The shooter in Dallas killed five police officers, was a Black Power advocate, and had the Pan-African flag as his cover photo on Facebook (see at top). 


He was an Army veteran, used a sniper-like position, and expressed a hatred of whites. Johnson went on his mass shooting spree in the wake of police killings of AfricanAmericans in Baton Rouge, Louisiana, and Falcon Heights, Minnesota.

There are echoes in Micah X's case of a similar individual from the past.
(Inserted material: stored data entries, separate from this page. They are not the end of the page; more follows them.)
//! Structured extraction of the problem. Ambiguities found here feed the
//! confidence gate but never halt the run.

use std::sync::Arc;

use async_trait::async_trait;
use tokio_util::sync::CancellationToken;
use tracing::{info, warn};

use crate::error::Result;
use crate::services::LlmClient;
use crate::stage::{ParsedProblem, RunContext, Stage, StageData, StageOutcome};

const SYSTEM_PROMPT: &str = "\
You are an expert mathematical problem analyst. Understand and structure \
problems BEFORE they are solved.

First comprehend: what is the core question, what type of problem, what is \
given, what is implied. Then extract: all variables, all constraints, units, \
and any ambiguities or missing information.

Guidelines:
- Do NOT attempt to solve the problem
- Identify the specific mathematical domain (algebra, calculus, geometry, \
statistics, number theory, linear algebra)
- Flag unclear or ambiguous statements";

pub struct ParserStage {
    llm: Arc<LlmClient>,
}

impl ParserStage {
    pub fn new(llm: Arc<LlmClient>) -> Self {
        Self { llm }
    }

    fn build_prompt(raw_text: &str) -> String {
        format!(
            "Analyze this problem and extract structured information:\n\n\
             PROBLEM:\n{raw_text}\n\n\
             Return JSON with this exact structure:\n\
             {{\n\
             \x20   \"problem_text\": \"cleaned problem statement\",\n\
             \x20   \"topic\": \"mathematical domain (e.g., algebra, calculus, geometry)\",\n\
             \x20   \"variables\": [\"list\", \"of\", \"variables\"],\n\
             \x20   \"constraints\": [\"list\", \"of\", \"constraints\"],\n\
             \x20   \"needs_clarification\": false,\n\
             \x20   \"ambiguities\": [\"any\", \"unclear\", \"aspects\"]\n\
             }}"
        )
    }
}

#[async_trait]
impl Stage for ParserStage {
    fn name(&self) -> &'static str {
        "parser"
    }

    async fn execute(&self, ctx: &RunContext, _cancel: &CancellationToken) -> Result<StageOutcome> {
        let raw_text = ctx.input.effective_text();

        let fallback = serde_json::json!({
            "problem_text": raw_text,
            "topic": "general",
            "variables": [],
            "constraints": [],
            "needs_clarification": false,
            "ambiguities": []
        });

        let response = self
            .llm
            .generate_json(
                &Self::build_prompt(raw_text),
                Some(SYSTEM_PROMPT),
                Some(fallback),
            )
            .await?;

        let parsed: ParsedProblem = serde_json::from_value(response)?;

        if !parsed.ambiguities.is_empty() || parsed.needs_clarification {
            warn!(
                ambiguities = parsed.ambiguities.len(),
                "parser found ambiguities"
            );
        }
        info!(
            topic = %parsed.topic,
            variables = parsed.variables.len(),
            "parsed problem"
        );

        let summary = format!(
            "Parsed: {} ({} variables)",
            parsed.topic,
            parsed.variables.len()
        );
        let metadata = serde_json::json!({
            "topic": parsed.topic,
            "ambiguities": parsed.ambiguities,
            "needs_clarification": parsed.needs_clarification,
        });

        Ok(StageOutcome::new(StageData::Parsed(parsed), summary).with_metadata(metadata))
    }
}
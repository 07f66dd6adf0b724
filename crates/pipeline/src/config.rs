use std::time::Duration;

/// Tunable thresholds and limits for a pipeline run.
#[derive(Debug, Clone)]
pub struct PipelineConfig {
    /// Verifier confidence below this flags the result for review.
    pub verifier_confidence_threshold: f32,
    /// Extraction confidence (image/audio) below this flags for review.
    pub extraction_confidence_threshold: f32,
    /// Number of parser ambiguities at or above which review is flagged.
    pub ambiguity_count_threshold: usize,
    /// Deadline for a single stage, including its external calls.
    pub stage_timeout: Duration,
    pub enable_guardrails: bool,
    /// Number of knowledge snippets retrieved for the solver.
    pub retrieval_top_k: usize,
}

impl Default for PipelineConfig {
    fn default() -> Self {
        Self {
            verifier_confidence_threshold: 0.75,
            extraction_confidence_threshold: 0.75,
            ambiguity_count_threshold: 1,
            stage_timeout: Duration::from_secs(30),
            enable_guardrails: true,
            retrieval_top_k: 3,
        }
    }
}
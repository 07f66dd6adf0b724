use chrono::{DateTime, TimeZone, Utc};
use serde::{Deserialize, Serialize};
use solver_core::{Modality, SolutionResult};
use uuid::Uuid;

/// A solved problem persisted for later lookup and feedback.
#[derive(Debug, Clone, Serialize, Deserialize)]
pub struct SolutionEntry {
    pub id: String,
    pub original_input: String,
    pub modality: Modality,
    pub parsed_question: String,
    pub topic: String,
    pub result: SolutionResult,
    /// "correct" or "incorrect" once the user has rated the solution.
    pub user_feedback: Option<String>,
    pub feedback_comment: Option<String>,
    pub created_at: DateTime<Utc>,
    pub updated_at: DateTime<Utc>,
}

impl SolutionEntry {
    pub fn new(
        original_input: impl Into<String>,
        modality: Modality,
        parsed_question: impl Into<String>,
        topic: impl Into<String>,
        result: SolutionResult,
    ) -> Self {
        let now = Utc::now();
        Self {
            id: new_entry_id(),
            original_input: original_input.into(),
            modality,
            parsed_question: parsed_question.into(),
            topic: topic.into(),
            result,
            user_feedback: None,
            feedback_comment: None,
            created_at: now,
            updated_at: now,
        }
    }
}

/// Entry ids are short and prefixed so they are recognizable in logs
/// and never collide with session ids.
pub fn new_entry_id() -> String {
    let hex = Uuid::new_v4().simple().to_string();
    format!("mem_{}", &hex[..12])
}

#[derive(Debug, Clone, sqlx::FromRow)]
pub struct SolutionRow {
    pub id: String,
    pub original_input: String,
    pub modality: String,
    pub parsed_question: String,
    pub topic: String,
    pub final_answer: String,
    pub explanation: String,
    pub confidence: f64,
    pub requires_human_review: i64,
    pub hitl_reasons: String,
    pub sources: String,
    pub trace: String,
    pub metadata: String,
    pub user_feedback: Option<String>,
    pub feedback_comment: Option<String>,
    pub created_at: i64,
    pub updated_at: i64,
}

impl SolutionRow {
    pub fn into_domain(self) -> SolutionEntry {
        let result = SolutionResult {
            final_answer: self.final_answer,
            explanation: self.explanation,
            confidence: self.confidence as f32,
            requires_human_review: self.requires_human_review != 0,
            hitl_reasons: serde_json::from_str(&self.hitl_reasons).unwrap_or_default(),
            sources: serde_json::from_str(&self.sources).unwrap_or_default(),
            agent_trace: serde_json::from_str(&self.trace).unwrap_or_default(),
            metadata: serde_json::from_str(&self.metadata).unwrap_or_default(),
        };

        SolutionEntry {
            id: self.id,
            original_input: self.original_input,
            modality: Modality::parse(&self.modality).unwrap_or(Modality::Text),
            parsed_question: self.parsed_question,
            topic: self.topic,
            result,
            user_feedback: self.user_feedback,
            feedback_comment: self.feedback_comment,
            created_at: timestamp_to_datetime(self.created_at),
            updated_at: timestamp_to_datetime(self.updated_at),
        }
    }
}

impl From<&SolutionEntry> for SolutionRow {
    fn from(entry: &SolutionEntry) -> Self {
        Self {
            id: entry.id.clone(),
            original_input: entry.original_input.clone(),
            modality: entry.modality.as_str().to_string(),
            parsed_question: entry.parsed_question.clone(),
            topic: entry.topic.clone(),
            final_answer: entry.result.final_answer.clone(),
            explanation: entry.result.explanation.clone(),
            confidence: entry.result.confidence as f64,
            requires_human_review: entry.result.requires_human_review as i64,
            hitl_reasons: serde_json::to_string(&entry.result.hitl_reasons)
                .unwrap_or_else(|_| "[]".to_string()),
            sources: serde_json::to_string(&entry.result.sources)
                .unwrap_or_else(|_| "[]".to_string()),
            trace: serde_json::to_string(&entry.result.agent_trace)
                .unwrap_or_else(|_| "[]".to_string()),
            metadata: serde_json::to_string(&entry.result.metadata)
                .unwrap_or_else(|_| "{}".to_string()),
            user_feedback: entry.user_feedback.clone(),
            feedback_comment: entry.feedback_comment.clone(),
            created_at: datetime_to_timestamp(entry.created_at),
            updated_at: datetime_to_timestamp(entry.updated_at),
        }
    }
}

pub(crate) fn timestamp_to_datetime(ts: i64) -> DateTime<Utc> {
    Utc.timestamp_opt(ts, 0).unwrap()
}

pub(crate) fn datetime_to_timestamp(dt: DateTime<Utc>) -> i64 {
    dt.timestamp()
}
use axum::extract::{Path, State};
use axum::Json;
use serde::Serialize;
use utoipa::ToSchema;
use uuid::Uuid;

use crate::error::AppError;
use crate::state::AppState;

#[derive(Debug, Serialize, ToSchema)]
pub struct CancelResponse {
    pub run_id: Uuid,
    pub cancelled: bool,
}

#[utoipa::path(
    post,
    path = "/api/runs/{id}/cancel",
    params(
        ("id" = Uuid, Path, description = "Run ID"),
    ),
    responses(
        (status = 200, description = "Cancellation requested", body = CancelResponse),
        (status = 404, description = "Run not active"),
    ),
    tag = "runs"
)]
pub async fn cancel_run(
    State(state): State<AppState>,
    Path(id): Path<Uuid>,
) -> Result<Json<CancelResponse>, AppError> {
    if !state.cancel_run(&id) {
        return Err(AppError::NotFound(format!("Run not active: {}", id)));
    }

    tracing::info!(run_id = %id, "cancellation requested");

    Ok(Json(CancelResponse {
        run_id: id,
        cancelled: true,
    }))
}
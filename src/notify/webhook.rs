//! HTTP webhook delivery adapter

use async_trait::async_trait;
use std::time::Duration;

use crate::config::DeliveryConfig;
use crate::error::DeliveryError;
use crate::models::EventPayload;
use crate::notify::EventSink;

/// Posts event payloads to the configured bridge endpoint.
pub struct WebhookNotifier {
    client: reqwest::Client,
    endpoint_url: String,
}

impl WebhookNotifier {
    pub fn new(config: &DeliveryConfig) -> Result<Self, DeliveryError> {
        let client = reqwest::Client::builder()
            .timeout(Duration::from_secs(config.timeout_secs))
            .build()?;

        Ok(Self {
            client,
            endpoint_url: config.endpoint_url.clone(),
        })
    }
}

#[async_trait]
impl EventSink for WebhookNotifier {
    async fn deliver(&self, payload: &EventPayload) -> Result<(), DeliveryError> {
        tracing::debug!("[Webhook] Sending event to {}", self.endpoint_url);

        let response = self
            .client
            .post(&self.endpoint_url)
            .json(payload)
            .send()
            .await?;

        let status = response.status();
        if !status.is_success() {
            return Err(DeliveryError::Status(status.as_u16()));
        }

        tracing::debug!("[Webhook] Endpoint responded: status {}", status);
        Ok(())
    }
}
In my book The Copycat Effect, I noted the oft-forgotten case of the New Orleans sniper, Mark James Essex, who also targeted police officers:
As Peter Hernon recalls in his book, A Terrible Thunder: The Story of the New Orleans Sniper, on New Year’s Eve in New Orleans, 1972, Mark James Essex began one of the most violent and deadly sniper attacks that any American city had ever seen. Mark Essex was a quiet African-American man who grew to hate whites in the Navy. Then he went to Harlem, New York, associating himself with the Eldridge Cleaver faction of the Black Panther party. In August 1972, he moved to New Orleans and began studying African culture, attempting to learn Swahili and Zulu. Hernon says that the killing of two black Southern University students at Baton Rouge had motivated Essex during a standoff with sheriff's deputies. Essex had taken up the Black Panther urban guerilla faction, the Black Liberation Army’s call to kill police. Essex would do that and much more. Before Essex sniper attacks were through, 600 police officers and a helicopter gunship were used to stop him. The New York Times reported on January 8, 1973, “After a day of terror…New Orleans policemen, in a borrowed Marine helicopter… swooped out of rain and darkness to provide a mobile platform for police sharpshooters to hunt down snipers on the roof of the Downtown Howard Johnson's Motor Lodge. The dead sniper, who was dressed in green, was reported to have been riddled by tracer bullets.” Ten would die (including Essex and five police) and 13 were wounded (including one firefighter and four police officers).
Mark James Robert Essex (August 12, 1949 – January 7, 1973) killed nine people, including five policemen, and wounded 13 others in New Orleans on December 31, 1972, and January 7, 1973.



Essex joined the United States Navy as a dental technician in 1969, stationed in San Diego, California, where he claimed he was subjected to two years of ceaseless racial abuse.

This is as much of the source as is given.